◆ ACTIVITY: Search the listing for the word "Color" and return each line that contains it.

◆ EXCERPTED DATA:
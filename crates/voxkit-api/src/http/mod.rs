//! HTTP layer answering skill requests.
//!
//! A single POST endpoint receives request envelopes and returns response
//! envelopes, plus a health check for load balancers.

pub mod handlers;
pub mod router;
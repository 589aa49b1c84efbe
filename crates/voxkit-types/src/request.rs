//! Request envelope wire types and accessors.
//!
//! The envelope arrives as JSON from the voice platform. Accessor methods
//! return `RequestError` values for absent elements instead of panicking, so
//! handlers can decide how strict they want to be.

use std::collections::HashMap;

use serde::{Deserialize, Serialize};
use serde_json::Value;

use crate::error::RequestError;

/// Built-in intent names.
pub const HELP_INTENT: &str = "AMAZON.HelpIntent";
pub const CANCEL_INTENT: &str = "AMAZON.CancelIntent";
pub const STOP_INTENT: &str = "AMAZON.StopIntent";
pub const FALLBACK_INTENT: &str = "AMAZON.FallbackIntent";

// ---------------------------------------------------------------------------
// Enums
// ---------------------------------------------------------------------------

/// The `request.type` discriminator.
#[derive(Debug, Clone, Copy, PartialEq, Eq, Hash, Serialize, Deserialize)]
pub enum RequestKind {
    #[serde(rename = "LaunchRequest")]
    Launch,
    #[serde(rename = "IntentRequest")]
    Intent,
    #[serde(rename = "SessionEndedRequest")]
    SessionEnded,
    #[serde(rename = "CanFulfillIntentRequest")]
    CanFulfillIntent,
}

#[derive(Debug, Clone, Copy, PartialEq, Eq, Serialize, Deserialize)]
pub enum DialogState {
    #[serde(rename = "STARTED")]
    Started,
    #[serde(rename = "IN_PROGRESS")]
    InProgress,
    #[serde(rename = "COMPLETED")]
    Completed,
}

#[derive(Debug, Clone, Copy, PartialEq, Eq, Serialize, Deserialize, Default)]
pub enum ConfirmationStatus {
    #[serde(rename = "NONE")]
    #[default]
    None,
    #[serde(rename = "CONFIRMED")]
    Confirmed,
    #[serde(rename = "DENIED")]
    Denied,
}

/// Entity resolution status codes.
#[derive(Debug, Clone, Copy, PartialEq, Eq, Serialize, Deserialize)]
pub enum ResolutionStatusCode {
    #[serde(rename = "ER_SUCCESS_MATCH")]
    Match,
    #[serde(rename = "ER_SUCCESS_NO_MATCH")]
    NoMatch,
    #[serde(rename = "ER_ERROR_TIMEOUT")]
    Timeout,
    #[serde(rename = "ER_ERROR_EXCEPTION")]
    Exception,
}

// ---------------------------------------------------------------------------
// Intent and slots
// ---------------------------------------------------------------------------

#[derive(Debug, Clone, PartialEq, Serialize, Deserialize)]
pub struct Intent {
    pub name: String,
    #[serde(default)]
    pub slots: HashMap<String, Slot>,
    #[serde(rename = "confirmationStatus", default)]
    pub confirmation_status: ConfirmationStatus,
}

#[derive(Debug, Clone, PartialEq, Serialize, Deserialize)]
pub struct Slot {
    pub name: String,
    #[serde(default)]
    pub value: String,
    #[serde(default, skip_serializing_if = "Option::is_none")]
    pub resolutions: Option<Resolutions>,
    #[serde(default, skip_serializing_if = "String::is_empty")]
    pub source: String,
}

impl Slot {
    /// First resolution authority that produced a match.
    pub fn first_authority_with_match(&self) -> Result<&PerAuthority, RequestError> {
        let resolutions = self
            .resolutions
            .as_ref()
            .ok_or(RequestError::Missing("slot resolutions"))?;

        resolutions
            .per_authority
            .iter()
            .find(|a| {
                a.status
                    .as_ref()
                    .is_some_and(|s| s.code == ResolutionStatusCode::Match)
            })
            .ok_or(RequestError::NoResolutionMatch)
    }
}

#[derive(Debug, Clone, PartialEq, Serialize, Deserialize)]
pub struct Resolutions {
    #[serde(rename = "resolutionsPerAuthority")]
    pub per_authority: Vec<PerAuthority>,
}

#[derive(Debug, Clone, PartialEq, Serialize, Deserialize)]
pub struct PerAuthority {
    pub authority: String,
    #[serde(default, skip_serializing_if = "Option::is_none")]
    pub status: Option<ResolutionStatus>,
    #[serde(default, skip_serializing_if = "Vec::is_empty")]
    pub values: Vec<AuthorityValue>,
}

#[derive(Debug, Clone, PartialEq, Serialize, Deserialize)]
pub struct ResolutionStatus {
    pub code: ResolutionStatusCode,
}

#[derive(Debug, Clone, PartialEq, Serialize, Deserialize)]
pub struct AuthorityValue {
    #[serde(default, skip_serializing_if = "Option::is_none")]
    pub value: Option<AuthorityValueValue>,
}

#[derive(Debug, Clone, PartialEq, Serialize, Deserialize)]
pub struct AuthorityValueValue {
    pub name: String,
    pub id: String,
}

// ---------------------------------------------------------------------------
// Session and context
// ---------------------------------------------------------------------------

#[derive(Debug, Clone, PartialEq, Serialize, Deserialize)]
pub struct Session {
    pub new: bool,
    #[serde(rename = "sessionId")]
    pub session_id: String,
    #[serde(default, skip_serializing_if = "Option::is_none")]
    pub application: Option<Application>,
    #[serde(default)]
    pub attributes: HashMap<String, Value>,
    #[serde(default, skip_serializing_if = "Option::is_none")]
    pub user: Option<User>,
}

#[derive(Debug, Clone, PartialEq, Serialize, Deserialize)]
pub struct Application {
    #[serde(rename = "applicationId")]
    pub application_id: String,
}

#[derive(Debug, Clone, PartialEq, Serialize, Deserialize)]
pub struct User {
    #[serde(rename = "userId")]
    pub user_id: String,
    #[serde(
        rename = "accessToken",
        default,
        skip_serializing_if = "Option::is_none"
    )]
    pub access_token: Option<String>,
}

#[derive(Debug, Clone, PartialEq, Serialize, Deserialize)]
pub struct Context {
    #[serde(rename = "System", default, skip_serializing_if = "Option::is_none")]
    pub system: Option<System>,
}

#[derive(Debug, Clone, PartialEq, Serialize, Deserialize)]
pub struct System {
    #[serde(
        rename = "apiAccessToken",
        default,
        skip_serializing_if = "Option::is_none"
    )]
    pub api_access_token: Option<String>,
    #[serde(
        rename = "apiEndpoint",
        default,
        skip_serializing_if = "Option::is_none"
    )]
    pub api_endpoint: Option<String>,
    #[serde(default, skip_serializing_if = "Option::is_none")]
    pub application: Option<Application>,
    #[serde(default, skip_serializing_if = "Option::is_none")]
    pub user: Option<User>,
    #[serde(default, skip_serializing_if = "Option::is_none")]
    pub device: Option<Device>,
}

#[derive(Debug, Clone, PartialEq, Serialize, Deserialize)]
pub struct Device {
    #[serde(rename = "deviceId", default, skip_serializing_if = "Option::is_none")]
    pub device_id: Option<String>,
}

// ---------------------------------------------------------------------------
// Request and envelope
// ---------------------------------------------------------------------------

#[derive(Debug, Clone, PartialEq, Serialize, Deserialize)]
pub struct Request {
    #[serde(rename = "type")]
    pub kind: RequestKind,
    #[serde(rename = "requestId")]
    pub request_id: String,
    pub timestamp: String,
    pub locale: String,
    #[serde(default, skip_serializing_if = "Option::is_none")]
    pub intent: Option<Intent>,
    #[serde(default, skip_serializing_if = "Option::is_none")]
    pub reason: Option<String>,
    #[serde(
        rename = "dialogState",
        default,
        skip_serializing_if = "Option::is_none"
    )]
    pub dialog_state: Option<DialogState>,
}

#[derive(Debug, Clone, PartialEq, Serialize, Deserialize)]
pub struct RequestEnvelope {
    pub version: String,
    #[serde(default, skip_serializing_if = "Option::is_none")]
    pub session: Option<Session>,
    #[serde(default, skip_serializing_if = "Option::is_none")]
    pub context: Option<Context>,
    pub request: Request,
}

impl RequestEnvelope {
    /// The `request.type` discriminator.
    pub fn request_kind(&self) -> RequestKind {
        self.request.kind
    }

    pub fn is_intent_request(&self) -> bool {
        self.request.kind == RequestKind::Intent
    }

    /// The locale tag of the request, e.g. "en-US".
    pub fn locale(&self) -> &str {
        &self.request.locale
    }

    pub fn dialog_state(&self) -> Option<DialogState> {
        self.request.dialog_state
    }

    pub fn intent(&self) -> Result<&Intent, RequestError> {
        self.request
            .intent
            .as_ref()
            .ok_or(RequestError::Missing("intent"))
    }

    /// Intent name, or "" for non-intent requests.
    pub fn intent_name(&self) -> &str {
        self.intent().map(|i| i.name.as_str()).unwrap_or_default()
    }

    pub fn is_intent_confirmed(&self) -> bool {
        self.intent()
            .map(|i| i.confirmation_status == ConfirmationStatus::Confirmed)
            .unwrap_or(false)
    }

    /// All slots of the intent; empty for non-intent requests.
    pub fn slots(&self) -> HashMap<String, Slot> {
        self.intent().map(|i| i.slots.clone()).unwrap_or_default()
    }

    pub fn slot(&self, name: &str) -> Result<&Slot, RequestError> {
        self.intent()?
            .slots
            .get(name)
            .ok_or_else(|| RequestError::NoSlot(name.to_string()))
    }

    /// The raw value of the named slot, or "" when absent.
    pub fn slot_value(&self, name: &str) -> &str {
        self.slot(name).map(|s| s.value.as_str()).unwrap_or_default()
    }

    /// Application id from the session, falling back to the system context.
    pub fn application_id(&self) -> Result<&str, RequestError> {
        if let Some(session) = &self.session {
            return session
                .application
                .as_ref()
                .map(|a| a.application_id.as_str())
                .ok_or(RequestError::Missing("session.application"));
        }

        self.system()?
            .application
            .as_ref()
            .map(|a| a.application_id.as_str())
            .ok_or(RequestError::Missing("context.System.application"))
    }

    pub fn session_id(&self) -> &str {
        self.session
            .as_ref()
            .map(|s| s.session_id.as_str())
            .unwrap_or_default()
    }

    pub fn session_user(&self) -> Result<&User, RequestError> {
        self.session
            .as_ref()
            .and_then(|s| s.user.as_ref())
            .ok_or(RequestError::Missing("session.user"))
    }

    pub fn system(&self) -> Result<&System, RequestError> {
        self.context
            .as_ref()
            .and_then(|c| c.system.as_ref())
            .ok_or(RequestError::Missing("context.System"))
    }
}

#[cfg(test)]
mod tests {
    use super::*;

    fn intent_envelope() -> RequestEnvelope {
        serde_json::from_str(
            r#"{
                "version": "1.0",
                "session": {
                    "new": false,
                    "sessionId": "amzn1.echo-api.session.demo",
                    "application": {"applicationId": "amzn1.ask.skill.demo"},
                    "attributes": {},
                    "user": {"userId": "amzn1.ask.account.demo"}
                },
                "request": {
                    "type": "IntentRequest",
                    "requestId": "amzn1.echo-api.request.demo",
                    "timestamp": "2024-01-01T00:00:00Z",
                    "locale": "en-US",
                    "intent": {
                        "name": "OrderIntent",
                        "confirmationStatus": "CONFIRMED",
                        "slots": {
                            "Size": {
                                "name": "Size",
                                "value": "large",
                                "resolutions": {
                                    "resolutionsPerAuthority": [{
                                        "authority": "demo",
                                        "status": {"code": "ER_SUCCESS_MATCH"},
                                        "values": [{"value": {"name": "large", "id": "L"}}]
                                    }]
                                }
                            }
                        }
                    }
                }
            }"#,
        )
        .unwrap()
    }

    #[test]
    fn test_intent_accessors() {
        let req = intent_envelope();
        assert!(req.is_intent_request());
        assert_eq!(req.request_kind(), RequestKind::Intent);
        assert_eq!(req.intent_name(), "OrderIntent");
        assert_eq!(req.locale(), "en-US");
        assert!(req.is_intent_confirmed());
    }

    #[test]
    fn test_slot_value_lookup() {
        let req = intent_envelope();
        assert_eq!(req.slot_value("Size"), "large");
        assert_eq!(req.slot_value("Color"), "");
        assert_eq!(
            req.slot("Color").unwrap_err(),
            RequestError::NoSlot("Color".to_string())
        );
    }

    #[test]
    fn test_resolution_match() {
        let req = intent_envelope();
        let slot = req.slot("Size").unwrap();
        let authority = slot.first_authority_with_match().unwrap();
        assert_eq!(authority.values[0].value.as_ref().unwrap().id, "L");
    }

    #[test]
    fn test_application_id_prefers_session() {
        let req = intent_envelope();
        assert_eq!(req.application_id().unwrap(), "amzn1.ask.skill.demo");
    }

    #[test]
    fn test_launch_request_has_no_intent() {
        let req: RequestEnvelope = serde_json::from_str(
            r#"{
                "version": "1.0",
                "request": {
                    "type": "LaunchRequest",
                    "requestId": "r1",
                    "timestamp": "2024-01-01T00:00:00Z",
                    "locale": "de-DE"
                }
            }"#,
        )
        .unwrap();
        assert!(!req.is_intent_request());
        assert_eq!(req.intent_name(), "");
        assert_eq!(req.intent().unwrap_err(), RequestError::Missing("intent"));
        assert!(req.slots().is_empty());
    }
}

◆ SOLUTION TO THIS TASK:
        assert_eq!(req.slot_value("Color"), "");
            req.slot("Color").unwrap_err(),
            RequestError::NoSlot("Color".to_string())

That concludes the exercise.